Part of that uncertainty stems from a recent statement from the Institute of Cancer Research that reveals that sunscreen alone is not enough to prevent skin cancer. There are many types of skin cancers, but standard sunscreen is not enough to deal with them. Sunscreen alone is especially not enough to halt or eliminate the threat of malignant melanomas, which can be the root of many skin cancers.
So, how can you prevent skin cancer? Science is still working on that. But, you can protect yourself from the harmful rays of the sun by following these steps:
- Wear additional protection. Use hats, scarves, and long sleeves to diminish the impact of UV rays on your skin. (Did you know that “rash guard” style long-sleeved swimsuits are now in fashion? Who’d have thought?)
- Get in the shade! Pay attention to the UV index. When the sun is high, stay out or seek other ways of protecting yourself from the sun. There’s a reason that parasols are still popular in other countries. They were once designed to keep noblewomen from looking sunburnt, and they did an excellent job at it.
- Figure out the type of sunscreen that works for you. Maybe you’re a fan of sprays. Maybe you prefer a thick, heavy cream. Maybe you have a brand that you’ve stuck with forever. The best sunscreen is the one you actually use. Find a brand and stick to it – assuming they never change the formula or availability of the product.
- Apply plenty and reapply often. The Skin Cancer Foundation recommends using 1 oz of sunscreen – about a shot glass full – for the average sized body, but most people use only a quarter to half of that amount, leaving themselves – or their children – underprotected.
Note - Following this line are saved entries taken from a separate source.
impl Tensor {
    /// Create a new tensor from f32 data and a shape.
    ///
    /// # Panics
    /// Panics if `data.len() != shape.numel()`.
    pub fn new(data: Vec<f32>, shape: Shape) -> Self {
        assert_eq!(
            data.len(),
            shape.numel(),
            "data length {} does not match shape {:?} (numel={})",
            data.len(),
            shape,
            shape.numel()
        );
        Tensor {
            storage: CpuStorage::from_f32_vec(data),
            shape,
            dtype: DType::F32,
        }
    }

    /// Create a zero-filled tensor with the given shape.
    pub fn zeros(shape: Shape) -> Self {
        let n = shape.numel();
        Tensor {
            storage: CpuStorage::from_f32_vec(vec![0.0; n]),
            shape,
            dtype: DType::F32,
        }
    }

    /// Create a tensor filled with ones with the given shape.
    pub fn ones(shape: Shape) -> Self {
        let n = shape.numel();
        Tensor {
            storage: CpuStorage::from_f32_vec(vec![1.0; n]),
            shape,
            dtype: DType::F32,
        }
    }

    /// Create a rank-0 tensor holding a single value.
    pub fn from_scalar(value: f32) -> Self {
        Tensor::new(vec![value], Shape::scalar())
    }

    /// Returns a reference to the tensor's shape.
    pub fn shape(&self) -> &Shape {
        &self.shape
    }

    /// Returns the tensor's data type.
    pub fn dtype(&self) -> DType {
        self.dtype
    }

    /// Returns the underlying data as an f32 slice.
    ///
    /// # Panics
    /// Panics if the storage is not F32. Use `to_f32_vec` for a widening
    /// read that accepts any dtype.
    pub fn data_f32(&self) -> &[f32] {
        self.storage
            .as_f32_slice()
            .expect("tensor storage is not F32")
    }

    /// Returns an owned f32 vector of the data, widening f16 storage.
    pub fn to_f32_vec(&self) -> Vec<f32> {
        self.storage.to_f32_vec()
    }

    /// Returns the underlying storage reference.
    pub fn storage(&self) -> &CpuStorage {
        &self.storage
    }

    /// Convert the tensor to the given dtype.
    ///
    /// Narrowing to f16 rounds every element to the nearest representable
    /// half-precision value; widening back recovers an f32 tensor that has
    /// been through that rounding.
    pub fn to_dtype(&self, dtype: DType) -> Tensor {
        Tensor {
            storage: self.storage.to_dtype(dtype),
            shape: self.shape.clone(),
            dtype,
        }
    }

    /// Reshape the tensor, returning a new tensor with the same data but
    /// a different shape.
    ///
    /// The total number of elements must remain the same.
    pub fn reshape(&self, new_shape: Shape) -> Result<Tensor> {
        if self.shape.numel() != new_shape.numel() {
            return Err(TensorError::ShapeMismatch {
                expected: self.shape.dims().to_vec(),
                got: new_shape.dims().to_vec(),
            });
        }
        Ok(Tensor {
            storage: self.storage.clone(),
            shape: new_shape,
            dtype: self.dtype,
        })
    }

    /// Transpose the tensor axes, returning a contiguous tensor whose
    /// axis `i` is the source axis `perm[i]`.
    pub fn permute(&self, perm: &[usize]) -> Result<Tensor> {
        let out_shape = self.shape.permute(perm)?;
        let src = self.storage.as_f32_slice()?;

        if self.shape.ndim() <= 1 {
            return Ok(Tensor::new(src.to_vec(), out_shape));
        }

        let src_strides = self.shape.strides();
        let out_strides = out_shape.strides();
        let out_dims = out_shape.dims().to_vec();
        let n = out_shape.numel();

        let mut out = vec![0.0f32; n];
        for (idx, slot) in out.iter_mut().enumerate() {
            let mut src_off = 0;
            for (pos, &stride) in out_strides.iter().enumerate() {
                let coord = (idx / stride) % out_dims[pos];
                src_off += coord * src_strides[perm[pos]];
            }
            *slot = src[src_off];
        }
        Ok(Tensor::new(out, out_shape))
    }

    /// Sum the tensor over the given axes, removing them from the shape.
    ///
    /// Axes must be in range and distinct. Summing over no axes returns a
    /// copy.
    pub fn sum_axes(&self, axes: &[usize]) -> Result<Tensor> {
        let ndim = self.shape.ndim();
        let mut summed = vec![false; ndim];
        for &axis in axes {
            if axis >= ndim {
                return Err(TensorError::InvalidAxis { axis, ndim });
            }
            if summed[axis] {
                return Err(TensorError::InvalidAxis { axis, ndim });
            }
            summed[axis] = true;
        }
        if axes.is_empty() {
            return Ok(self.clone());
        }

        let src = self.storage.as_f32_slice()?;
        let dims = self.shape.dims();
        let src_strides = self.shape.strides();

        let kept: Vec<usize> = (0..ndim).filter(|&d| !summed[d]).collect();
        let out_dims: Vec<usize> = kept.iter().map(|&d| dims[d]).collect();
        let out_shape = Shape::new(out_dims);
        let out_strides = out_shape.strides();

        let mut out = vec![0.0f32; out_shape.numel()];
        for (idx, &v) in src.iter().enumerate() {
            let mut out_off = 0;
            for (pos, &d) in kept.iter().enumerate() {
                let coord = (idx / src_strides[d]) % dims[d];
                out_off += coord * out_strides[pos];
            }
            out[out_off] += v;
        }
        Ok(Tensor::new(out, out_shape))
    }

    /// Broadcast the tensor to `target`, which must have the same rank;
    /// each source dimension must equal the target dimension or be 1.
    pub fn broadcast_to(&self, target: &Shape) -> Result<Tensor> {
        let dims = self.shape.dims();
        if dims.len() != target.ndim()
            || dims
                .iter()
                .zip(target.dims())
                .any(|(&s, &t)| s != t && s != 1)
        {
            return Err(TensorError::BroadcastError {
                from: dims.to_vec(),
                to: target.dims().to_vec(),
            });
        }

        let src = self.storage.as_f32_slice()?;
        let src_strides = self.shape.strides();
        let out_strides = target.strides();
        let out_dims = target.dims().to_vec();

        let mut out = vec![0.0f32; target.numel()];
        for (idx, slot) in out.iter_mut().enumerate() {
            let mut src_off = 0;
            for (pos, &stride) in out_strides.iter().enumerate() {
                if dims[pos] != 1 {
                    let coord = (idx / stride) % out_dims[pos];
                    src_off += coord * src_strides[pos];
                }
            }
            *slot = src[src_off];
        }
        Ok(Tensor::new(out, target.clone()))
    }

    /// Element-wise addition using the given backend. Shapes must match.
    pub fn add(&self, other: &Tensor, backend: &dyn ComputeBackend) -> Result<Tensor> {
        self.check_same_shape(other)?;
        let data = backend.add(self.storage.as_f32_slice()?, other.storage.as_f32_slice()?)?;
        Ok(Tensor::new(data, self.shape.clone()))
    }

    /// Element-wise multiplication using the given backend. Shapes must match.
    pub fn mul(&self, other: &Tensor, backend: &dyn ComputeBackend) -> Result<Tensor> {
        self.check_same_shape(other)?;
        let data = backend.mul(self.storage.as_f32_slice()?, other.storage.as_f32_slice()?)?;
        Ok(Tensor::new(data, self.shape.clone()))
    }

    /// Scalar multiplication using the given backend.
    pub fn scale(&self, s: f32, backend: &dyn ComputeBackend) -> Result<Tensor> {
        let data = backend.scale(self.storage.as_f32_slice()?, s)?;
        Ok(Tensor::new(data, self.shape.clone()))
    }

    /// Sum of all elements using the given backend.
    pub fn sum(&self, backend: &dyn ComputeBackend) -> Result<f32> {
        backend.sum(self.storage.as_f32_slice()?)
    }

    /// Matrix multiplication of two 2D tensors using the given backend.
    ///
    /// self is [m, k], other is [k, n], result is [m, n].
    pub fn matmul(&self, other: &Tensor, backend: &dyn ComputeBackend) -> Result<Tensor> {
        if self.shape.ndim() != 2 || other.shape.ndim() != 2 {
            return Err(TensorError::Other(
                "matmul requires 2D tensors".to_string(),
            ));
        }

        let m = self.shape.dim(0);
        let k = self.shape.dim(1);
        let k2 = other.shape.dim(0);
        let n = other.shape.dim(1);

        if k != k2 {
            return Err(TensorError::MatmulMismatch { m, k, k2, n });
        }

        let result_data = backend.matmul(
            self.storage.as_f32_slice()?,
            other.storage.as_f32_slice()?,
            m,
            k,
            n,
        )?;
        Ok(Tensor::new(result_data, Shape::new(vec![m, n])))
    }

    fn check_same_shape(&self, other: &Tensor) -> Result<()> {
        if self.shape != other.shape {
            return Err(TensorError::ShapeMismatch {
                expected: self.shape.dims().to_vec(),
                got: other.shape.dims().to_vec(),
            });
        }
        Ok(())
    }
}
You’ll also need to reapply sunscreen every two hours at least… yes, even if your sunscreen is “water resistant”.
Also, keep in mind that melanoma in the skin is genuinely dangerous. It can spread to other areas of the body very quickly, because skin is the body’s largest organ. Every organ that touches the skin is susceptible, including joints and muscle groups. So, if you or your doctor find a suspicious spot on your body that wasn’t there before, take the issue seriously. It might be nothing, and probably is. But finding the truth will give you a lot of peace of mind. Skin is easy enough to stress out about – figuring out the way to take care of it over the long term should be the easy part!